Report how many lines below include "than", giving the figure alone.

= Extracted material =
◇ ◇ ◇ ◇
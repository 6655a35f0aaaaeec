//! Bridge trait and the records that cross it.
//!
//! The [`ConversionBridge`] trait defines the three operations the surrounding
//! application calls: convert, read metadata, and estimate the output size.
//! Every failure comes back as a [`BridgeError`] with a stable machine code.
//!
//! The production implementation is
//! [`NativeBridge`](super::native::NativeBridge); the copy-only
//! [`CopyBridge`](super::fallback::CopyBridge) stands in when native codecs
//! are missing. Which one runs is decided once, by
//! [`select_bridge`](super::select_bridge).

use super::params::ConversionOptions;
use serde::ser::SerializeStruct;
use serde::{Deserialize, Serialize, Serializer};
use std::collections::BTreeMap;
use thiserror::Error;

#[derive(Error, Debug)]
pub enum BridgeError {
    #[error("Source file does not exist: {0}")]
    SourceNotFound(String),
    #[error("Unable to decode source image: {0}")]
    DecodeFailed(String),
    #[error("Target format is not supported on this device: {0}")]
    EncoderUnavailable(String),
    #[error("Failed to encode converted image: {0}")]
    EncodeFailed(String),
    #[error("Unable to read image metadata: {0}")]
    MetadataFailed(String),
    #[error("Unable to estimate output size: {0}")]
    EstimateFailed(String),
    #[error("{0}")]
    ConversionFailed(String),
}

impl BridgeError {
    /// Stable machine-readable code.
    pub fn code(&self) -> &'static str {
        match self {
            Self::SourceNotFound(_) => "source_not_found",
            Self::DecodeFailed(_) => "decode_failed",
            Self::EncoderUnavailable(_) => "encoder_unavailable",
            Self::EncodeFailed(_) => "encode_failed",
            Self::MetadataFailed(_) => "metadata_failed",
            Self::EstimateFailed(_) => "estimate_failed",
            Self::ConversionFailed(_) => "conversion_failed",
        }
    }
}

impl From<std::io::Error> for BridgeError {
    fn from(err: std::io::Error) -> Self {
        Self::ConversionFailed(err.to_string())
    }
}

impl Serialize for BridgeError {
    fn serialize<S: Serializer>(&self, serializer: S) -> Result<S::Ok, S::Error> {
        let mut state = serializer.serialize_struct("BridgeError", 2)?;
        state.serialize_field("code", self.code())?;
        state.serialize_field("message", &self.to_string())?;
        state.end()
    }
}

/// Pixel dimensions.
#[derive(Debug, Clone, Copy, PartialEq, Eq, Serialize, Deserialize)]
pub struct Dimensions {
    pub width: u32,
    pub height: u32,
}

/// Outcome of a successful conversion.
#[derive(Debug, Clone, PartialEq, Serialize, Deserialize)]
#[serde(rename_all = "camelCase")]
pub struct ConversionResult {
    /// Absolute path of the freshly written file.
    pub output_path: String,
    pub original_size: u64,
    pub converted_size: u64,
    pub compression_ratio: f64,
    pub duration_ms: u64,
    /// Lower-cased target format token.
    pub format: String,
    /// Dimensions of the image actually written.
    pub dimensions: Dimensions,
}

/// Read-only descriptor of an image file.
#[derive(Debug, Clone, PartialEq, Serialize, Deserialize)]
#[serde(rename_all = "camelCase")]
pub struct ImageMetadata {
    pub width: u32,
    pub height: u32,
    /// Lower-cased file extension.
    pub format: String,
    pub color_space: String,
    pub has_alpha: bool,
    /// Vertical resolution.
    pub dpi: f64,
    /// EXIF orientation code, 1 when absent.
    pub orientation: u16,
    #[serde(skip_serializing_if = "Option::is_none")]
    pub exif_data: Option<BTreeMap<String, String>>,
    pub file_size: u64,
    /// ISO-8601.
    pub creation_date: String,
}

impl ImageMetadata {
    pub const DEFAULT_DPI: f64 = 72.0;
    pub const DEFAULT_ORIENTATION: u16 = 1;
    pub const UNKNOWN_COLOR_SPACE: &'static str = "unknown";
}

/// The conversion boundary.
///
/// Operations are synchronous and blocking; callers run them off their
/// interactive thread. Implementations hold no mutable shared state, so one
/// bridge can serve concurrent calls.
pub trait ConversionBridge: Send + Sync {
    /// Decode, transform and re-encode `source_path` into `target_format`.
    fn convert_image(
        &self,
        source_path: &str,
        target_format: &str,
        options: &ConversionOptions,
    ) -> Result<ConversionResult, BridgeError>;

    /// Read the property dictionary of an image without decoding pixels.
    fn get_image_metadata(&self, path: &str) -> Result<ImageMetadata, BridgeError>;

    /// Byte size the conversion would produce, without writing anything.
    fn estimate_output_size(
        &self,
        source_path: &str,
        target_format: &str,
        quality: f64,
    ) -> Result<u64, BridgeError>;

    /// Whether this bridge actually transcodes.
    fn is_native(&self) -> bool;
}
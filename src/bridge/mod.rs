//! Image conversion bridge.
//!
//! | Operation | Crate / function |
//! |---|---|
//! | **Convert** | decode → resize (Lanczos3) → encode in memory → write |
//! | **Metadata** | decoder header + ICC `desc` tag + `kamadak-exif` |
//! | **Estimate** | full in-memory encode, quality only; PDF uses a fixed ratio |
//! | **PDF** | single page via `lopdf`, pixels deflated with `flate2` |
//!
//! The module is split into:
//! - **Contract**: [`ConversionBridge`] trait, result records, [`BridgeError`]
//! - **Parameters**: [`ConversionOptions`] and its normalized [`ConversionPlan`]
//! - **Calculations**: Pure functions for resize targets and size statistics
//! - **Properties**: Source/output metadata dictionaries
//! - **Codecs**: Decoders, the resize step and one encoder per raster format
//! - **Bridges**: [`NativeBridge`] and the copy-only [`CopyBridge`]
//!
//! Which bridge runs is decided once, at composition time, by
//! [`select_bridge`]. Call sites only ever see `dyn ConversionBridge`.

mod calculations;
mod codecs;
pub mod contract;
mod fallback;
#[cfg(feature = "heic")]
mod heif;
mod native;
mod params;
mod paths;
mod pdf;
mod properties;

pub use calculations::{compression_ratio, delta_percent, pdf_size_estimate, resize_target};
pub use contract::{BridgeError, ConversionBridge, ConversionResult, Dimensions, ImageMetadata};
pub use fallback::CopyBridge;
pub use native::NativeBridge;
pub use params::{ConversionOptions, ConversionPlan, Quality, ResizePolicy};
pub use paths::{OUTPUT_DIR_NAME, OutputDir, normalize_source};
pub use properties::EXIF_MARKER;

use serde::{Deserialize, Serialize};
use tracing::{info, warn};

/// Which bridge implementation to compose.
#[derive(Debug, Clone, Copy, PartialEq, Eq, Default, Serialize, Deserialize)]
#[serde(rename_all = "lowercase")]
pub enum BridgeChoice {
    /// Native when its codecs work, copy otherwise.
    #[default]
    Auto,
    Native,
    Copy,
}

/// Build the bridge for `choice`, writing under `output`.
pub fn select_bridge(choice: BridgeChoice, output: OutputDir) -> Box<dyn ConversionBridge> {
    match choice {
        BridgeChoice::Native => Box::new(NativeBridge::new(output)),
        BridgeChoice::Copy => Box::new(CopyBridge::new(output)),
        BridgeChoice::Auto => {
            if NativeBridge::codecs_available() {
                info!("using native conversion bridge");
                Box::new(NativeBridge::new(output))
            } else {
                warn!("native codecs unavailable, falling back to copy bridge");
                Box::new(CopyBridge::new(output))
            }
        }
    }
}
◇ ◇ ◇ ◇
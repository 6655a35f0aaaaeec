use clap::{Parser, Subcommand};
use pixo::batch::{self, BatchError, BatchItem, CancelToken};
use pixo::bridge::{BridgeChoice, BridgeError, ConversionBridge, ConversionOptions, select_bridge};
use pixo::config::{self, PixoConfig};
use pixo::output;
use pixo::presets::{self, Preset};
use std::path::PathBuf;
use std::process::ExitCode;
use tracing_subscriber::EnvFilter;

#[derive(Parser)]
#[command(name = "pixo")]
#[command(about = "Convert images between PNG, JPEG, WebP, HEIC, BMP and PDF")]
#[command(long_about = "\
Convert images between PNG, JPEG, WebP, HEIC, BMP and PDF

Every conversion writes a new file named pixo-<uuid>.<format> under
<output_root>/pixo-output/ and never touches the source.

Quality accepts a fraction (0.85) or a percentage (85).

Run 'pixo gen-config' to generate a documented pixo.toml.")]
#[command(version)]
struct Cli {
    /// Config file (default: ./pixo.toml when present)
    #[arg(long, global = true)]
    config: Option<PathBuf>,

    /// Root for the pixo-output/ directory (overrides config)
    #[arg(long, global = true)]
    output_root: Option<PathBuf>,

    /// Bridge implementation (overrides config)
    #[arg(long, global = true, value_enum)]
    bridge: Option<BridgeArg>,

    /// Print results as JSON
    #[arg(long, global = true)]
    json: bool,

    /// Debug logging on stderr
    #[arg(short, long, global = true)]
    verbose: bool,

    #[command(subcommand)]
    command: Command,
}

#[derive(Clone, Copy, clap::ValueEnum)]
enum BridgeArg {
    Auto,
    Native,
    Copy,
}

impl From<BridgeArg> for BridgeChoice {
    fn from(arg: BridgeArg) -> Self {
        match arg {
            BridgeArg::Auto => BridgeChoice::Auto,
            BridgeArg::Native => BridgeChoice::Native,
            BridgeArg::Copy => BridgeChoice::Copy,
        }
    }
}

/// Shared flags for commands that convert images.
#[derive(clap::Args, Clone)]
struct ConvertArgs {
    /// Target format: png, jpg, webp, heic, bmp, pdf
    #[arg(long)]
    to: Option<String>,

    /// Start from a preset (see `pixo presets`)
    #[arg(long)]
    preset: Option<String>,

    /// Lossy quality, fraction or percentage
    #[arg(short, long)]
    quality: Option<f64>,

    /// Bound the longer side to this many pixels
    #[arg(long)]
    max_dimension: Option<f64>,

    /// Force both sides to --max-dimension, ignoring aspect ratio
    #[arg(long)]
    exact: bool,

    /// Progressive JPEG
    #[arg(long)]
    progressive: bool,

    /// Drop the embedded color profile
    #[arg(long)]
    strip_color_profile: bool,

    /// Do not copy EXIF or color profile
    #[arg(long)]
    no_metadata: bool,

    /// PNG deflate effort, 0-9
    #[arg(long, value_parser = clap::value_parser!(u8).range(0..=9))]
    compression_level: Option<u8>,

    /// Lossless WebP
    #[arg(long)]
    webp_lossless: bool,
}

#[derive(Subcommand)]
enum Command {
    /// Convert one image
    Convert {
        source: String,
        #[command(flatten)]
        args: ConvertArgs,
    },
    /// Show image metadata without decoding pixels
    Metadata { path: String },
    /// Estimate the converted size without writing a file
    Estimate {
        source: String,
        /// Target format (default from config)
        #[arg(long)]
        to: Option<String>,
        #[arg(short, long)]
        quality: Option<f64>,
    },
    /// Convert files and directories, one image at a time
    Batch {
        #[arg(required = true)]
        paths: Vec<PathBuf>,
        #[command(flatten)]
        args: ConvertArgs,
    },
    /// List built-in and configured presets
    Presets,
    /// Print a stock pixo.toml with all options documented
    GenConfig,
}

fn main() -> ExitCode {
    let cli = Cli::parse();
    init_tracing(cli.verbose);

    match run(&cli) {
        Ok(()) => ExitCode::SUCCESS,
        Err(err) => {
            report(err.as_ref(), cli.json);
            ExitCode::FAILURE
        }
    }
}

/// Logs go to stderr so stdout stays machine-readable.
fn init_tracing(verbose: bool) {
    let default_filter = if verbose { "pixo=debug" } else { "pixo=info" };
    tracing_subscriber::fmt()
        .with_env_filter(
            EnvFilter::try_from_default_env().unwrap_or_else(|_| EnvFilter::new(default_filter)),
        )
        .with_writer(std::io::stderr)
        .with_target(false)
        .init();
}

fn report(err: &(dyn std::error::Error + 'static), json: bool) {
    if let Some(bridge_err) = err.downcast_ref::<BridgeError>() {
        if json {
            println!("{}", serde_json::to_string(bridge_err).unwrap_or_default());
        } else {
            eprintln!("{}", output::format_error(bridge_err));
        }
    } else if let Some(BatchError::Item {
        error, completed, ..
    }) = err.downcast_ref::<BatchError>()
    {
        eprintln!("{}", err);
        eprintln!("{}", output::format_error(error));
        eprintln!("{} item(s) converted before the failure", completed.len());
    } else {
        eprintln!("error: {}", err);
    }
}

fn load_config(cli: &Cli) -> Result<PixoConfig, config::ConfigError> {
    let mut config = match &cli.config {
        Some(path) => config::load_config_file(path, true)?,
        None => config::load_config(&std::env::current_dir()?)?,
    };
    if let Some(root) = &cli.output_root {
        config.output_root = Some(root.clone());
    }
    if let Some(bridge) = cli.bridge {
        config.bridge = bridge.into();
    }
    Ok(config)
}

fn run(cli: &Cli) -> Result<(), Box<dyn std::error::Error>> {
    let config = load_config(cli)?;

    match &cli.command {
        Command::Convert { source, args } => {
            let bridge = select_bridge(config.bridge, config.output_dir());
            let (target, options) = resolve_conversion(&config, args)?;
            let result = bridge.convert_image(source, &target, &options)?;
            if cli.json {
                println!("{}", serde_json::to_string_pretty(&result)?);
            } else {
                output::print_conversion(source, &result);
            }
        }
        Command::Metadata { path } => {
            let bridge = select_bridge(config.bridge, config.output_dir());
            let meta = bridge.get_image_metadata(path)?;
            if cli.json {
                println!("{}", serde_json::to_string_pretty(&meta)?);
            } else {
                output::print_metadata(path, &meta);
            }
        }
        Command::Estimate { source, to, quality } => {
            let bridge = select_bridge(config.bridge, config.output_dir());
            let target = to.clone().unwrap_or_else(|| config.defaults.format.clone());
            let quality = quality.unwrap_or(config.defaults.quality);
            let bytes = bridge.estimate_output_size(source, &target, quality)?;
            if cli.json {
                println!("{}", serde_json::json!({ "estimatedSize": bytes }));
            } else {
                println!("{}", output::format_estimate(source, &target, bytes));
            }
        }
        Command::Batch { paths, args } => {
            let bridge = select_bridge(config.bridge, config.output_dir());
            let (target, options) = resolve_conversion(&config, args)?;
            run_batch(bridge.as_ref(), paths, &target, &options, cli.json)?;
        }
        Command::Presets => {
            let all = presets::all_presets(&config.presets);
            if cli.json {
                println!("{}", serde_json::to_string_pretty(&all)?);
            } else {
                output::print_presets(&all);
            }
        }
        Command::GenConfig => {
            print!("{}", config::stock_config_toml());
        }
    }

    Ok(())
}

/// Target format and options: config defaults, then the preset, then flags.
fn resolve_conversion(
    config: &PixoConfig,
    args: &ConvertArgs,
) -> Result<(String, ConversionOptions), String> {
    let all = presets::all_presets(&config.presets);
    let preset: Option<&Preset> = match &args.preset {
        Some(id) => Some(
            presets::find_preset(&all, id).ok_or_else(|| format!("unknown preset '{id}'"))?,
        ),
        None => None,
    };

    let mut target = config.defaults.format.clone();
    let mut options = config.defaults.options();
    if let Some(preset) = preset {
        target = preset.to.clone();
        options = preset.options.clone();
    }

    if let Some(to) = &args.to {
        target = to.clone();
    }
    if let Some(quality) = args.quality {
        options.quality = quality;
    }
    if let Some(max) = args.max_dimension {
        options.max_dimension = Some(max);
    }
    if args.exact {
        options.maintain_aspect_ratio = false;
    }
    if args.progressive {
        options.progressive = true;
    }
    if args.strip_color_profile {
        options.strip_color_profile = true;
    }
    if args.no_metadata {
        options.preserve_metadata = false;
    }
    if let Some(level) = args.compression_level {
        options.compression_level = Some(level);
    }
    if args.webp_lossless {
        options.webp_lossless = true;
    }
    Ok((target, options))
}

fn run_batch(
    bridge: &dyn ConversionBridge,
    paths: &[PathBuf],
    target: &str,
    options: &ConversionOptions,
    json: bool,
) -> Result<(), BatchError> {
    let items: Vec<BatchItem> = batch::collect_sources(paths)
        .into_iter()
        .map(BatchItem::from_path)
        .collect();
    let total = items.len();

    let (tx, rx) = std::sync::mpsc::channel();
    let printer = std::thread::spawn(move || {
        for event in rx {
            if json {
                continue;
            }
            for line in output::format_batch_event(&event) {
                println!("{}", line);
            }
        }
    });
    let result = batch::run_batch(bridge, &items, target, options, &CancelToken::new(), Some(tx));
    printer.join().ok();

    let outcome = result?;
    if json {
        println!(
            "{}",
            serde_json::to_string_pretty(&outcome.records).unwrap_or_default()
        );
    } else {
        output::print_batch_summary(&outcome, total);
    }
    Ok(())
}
◇ ◇ ◇ ◇
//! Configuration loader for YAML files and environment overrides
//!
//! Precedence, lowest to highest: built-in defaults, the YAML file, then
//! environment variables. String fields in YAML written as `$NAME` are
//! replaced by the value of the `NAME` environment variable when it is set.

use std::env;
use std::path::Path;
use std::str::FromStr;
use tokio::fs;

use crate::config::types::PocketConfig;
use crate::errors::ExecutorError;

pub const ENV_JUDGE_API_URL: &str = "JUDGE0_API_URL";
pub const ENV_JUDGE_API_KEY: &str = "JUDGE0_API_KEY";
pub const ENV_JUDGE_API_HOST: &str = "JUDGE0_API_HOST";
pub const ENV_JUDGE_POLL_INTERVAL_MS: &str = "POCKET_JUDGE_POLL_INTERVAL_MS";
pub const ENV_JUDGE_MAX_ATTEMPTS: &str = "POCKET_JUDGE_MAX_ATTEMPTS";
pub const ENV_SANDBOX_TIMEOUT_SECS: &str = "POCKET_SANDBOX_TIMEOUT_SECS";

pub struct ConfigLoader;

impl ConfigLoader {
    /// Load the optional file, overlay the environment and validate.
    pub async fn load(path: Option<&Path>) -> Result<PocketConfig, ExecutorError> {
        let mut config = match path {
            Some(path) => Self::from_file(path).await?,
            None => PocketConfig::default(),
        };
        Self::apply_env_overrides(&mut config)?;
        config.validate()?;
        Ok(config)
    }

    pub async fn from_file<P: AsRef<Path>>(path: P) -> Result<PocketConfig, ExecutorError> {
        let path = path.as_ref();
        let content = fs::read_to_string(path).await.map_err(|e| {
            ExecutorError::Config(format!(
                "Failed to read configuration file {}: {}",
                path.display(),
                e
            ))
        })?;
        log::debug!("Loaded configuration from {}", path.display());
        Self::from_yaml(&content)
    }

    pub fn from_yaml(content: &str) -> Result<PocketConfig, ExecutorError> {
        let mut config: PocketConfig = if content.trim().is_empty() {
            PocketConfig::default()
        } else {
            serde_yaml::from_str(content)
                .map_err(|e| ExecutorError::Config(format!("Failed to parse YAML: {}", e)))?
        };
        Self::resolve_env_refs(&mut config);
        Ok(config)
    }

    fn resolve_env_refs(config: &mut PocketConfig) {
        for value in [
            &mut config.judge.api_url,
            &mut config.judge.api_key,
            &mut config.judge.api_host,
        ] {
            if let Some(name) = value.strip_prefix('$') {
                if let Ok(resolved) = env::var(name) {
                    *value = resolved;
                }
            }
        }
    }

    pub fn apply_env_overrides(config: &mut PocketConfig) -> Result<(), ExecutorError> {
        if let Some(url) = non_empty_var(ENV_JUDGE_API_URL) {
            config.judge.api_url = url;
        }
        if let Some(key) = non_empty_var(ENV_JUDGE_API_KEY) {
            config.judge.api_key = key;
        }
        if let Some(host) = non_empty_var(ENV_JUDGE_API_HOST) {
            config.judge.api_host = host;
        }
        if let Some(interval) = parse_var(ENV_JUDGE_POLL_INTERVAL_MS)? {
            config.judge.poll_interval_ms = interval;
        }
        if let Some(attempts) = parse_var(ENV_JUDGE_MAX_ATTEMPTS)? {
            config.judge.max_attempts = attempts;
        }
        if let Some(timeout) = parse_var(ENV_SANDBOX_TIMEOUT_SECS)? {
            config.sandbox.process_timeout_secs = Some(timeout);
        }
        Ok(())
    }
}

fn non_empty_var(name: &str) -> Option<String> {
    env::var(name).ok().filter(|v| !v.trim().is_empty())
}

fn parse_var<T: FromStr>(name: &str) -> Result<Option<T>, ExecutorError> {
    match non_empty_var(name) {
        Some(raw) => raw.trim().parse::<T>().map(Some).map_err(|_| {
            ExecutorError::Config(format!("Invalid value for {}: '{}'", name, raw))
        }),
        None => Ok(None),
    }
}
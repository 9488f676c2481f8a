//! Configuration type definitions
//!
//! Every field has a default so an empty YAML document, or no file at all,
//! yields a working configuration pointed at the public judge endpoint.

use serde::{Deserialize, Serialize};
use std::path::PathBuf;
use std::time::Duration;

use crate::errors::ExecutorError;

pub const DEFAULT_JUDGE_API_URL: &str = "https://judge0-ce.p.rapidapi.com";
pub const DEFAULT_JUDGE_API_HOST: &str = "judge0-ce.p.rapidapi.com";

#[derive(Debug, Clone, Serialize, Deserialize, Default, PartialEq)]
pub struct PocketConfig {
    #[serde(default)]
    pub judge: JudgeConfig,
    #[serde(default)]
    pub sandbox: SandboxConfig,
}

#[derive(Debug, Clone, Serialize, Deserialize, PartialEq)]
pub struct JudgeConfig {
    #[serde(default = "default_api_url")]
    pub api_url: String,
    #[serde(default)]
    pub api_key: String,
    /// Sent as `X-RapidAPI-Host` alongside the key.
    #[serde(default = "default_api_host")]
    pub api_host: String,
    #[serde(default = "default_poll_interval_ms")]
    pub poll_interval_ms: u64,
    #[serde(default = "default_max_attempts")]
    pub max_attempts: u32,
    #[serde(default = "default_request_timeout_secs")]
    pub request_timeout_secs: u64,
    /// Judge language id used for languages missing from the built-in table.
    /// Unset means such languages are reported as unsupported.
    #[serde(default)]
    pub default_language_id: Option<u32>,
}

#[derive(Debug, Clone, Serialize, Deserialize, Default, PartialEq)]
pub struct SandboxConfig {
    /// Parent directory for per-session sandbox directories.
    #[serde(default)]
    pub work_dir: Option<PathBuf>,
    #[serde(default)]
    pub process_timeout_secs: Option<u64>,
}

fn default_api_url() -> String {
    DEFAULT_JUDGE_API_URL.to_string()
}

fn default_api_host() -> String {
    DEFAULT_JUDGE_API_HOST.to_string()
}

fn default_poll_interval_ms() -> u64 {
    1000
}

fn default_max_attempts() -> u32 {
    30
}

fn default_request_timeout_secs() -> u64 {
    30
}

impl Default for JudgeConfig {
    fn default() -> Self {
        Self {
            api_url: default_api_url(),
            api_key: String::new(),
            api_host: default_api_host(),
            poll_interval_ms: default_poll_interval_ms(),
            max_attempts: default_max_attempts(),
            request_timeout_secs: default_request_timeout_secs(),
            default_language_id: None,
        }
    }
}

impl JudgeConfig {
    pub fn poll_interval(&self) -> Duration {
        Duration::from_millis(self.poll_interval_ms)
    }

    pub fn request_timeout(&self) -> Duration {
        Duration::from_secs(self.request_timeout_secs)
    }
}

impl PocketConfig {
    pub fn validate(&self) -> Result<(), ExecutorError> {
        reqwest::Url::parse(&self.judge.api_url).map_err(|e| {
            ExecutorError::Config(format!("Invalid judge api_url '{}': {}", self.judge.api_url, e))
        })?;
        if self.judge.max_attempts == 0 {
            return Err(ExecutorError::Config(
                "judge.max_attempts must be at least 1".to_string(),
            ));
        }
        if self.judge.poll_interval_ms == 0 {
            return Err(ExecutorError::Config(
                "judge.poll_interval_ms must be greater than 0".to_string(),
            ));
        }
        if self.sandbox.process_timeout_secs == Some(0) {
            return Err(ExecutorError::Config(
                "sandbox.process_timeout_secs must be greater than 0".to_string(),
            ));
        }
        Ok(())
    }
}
◇ ◇ ◇ ◇
= Solved exercise =
2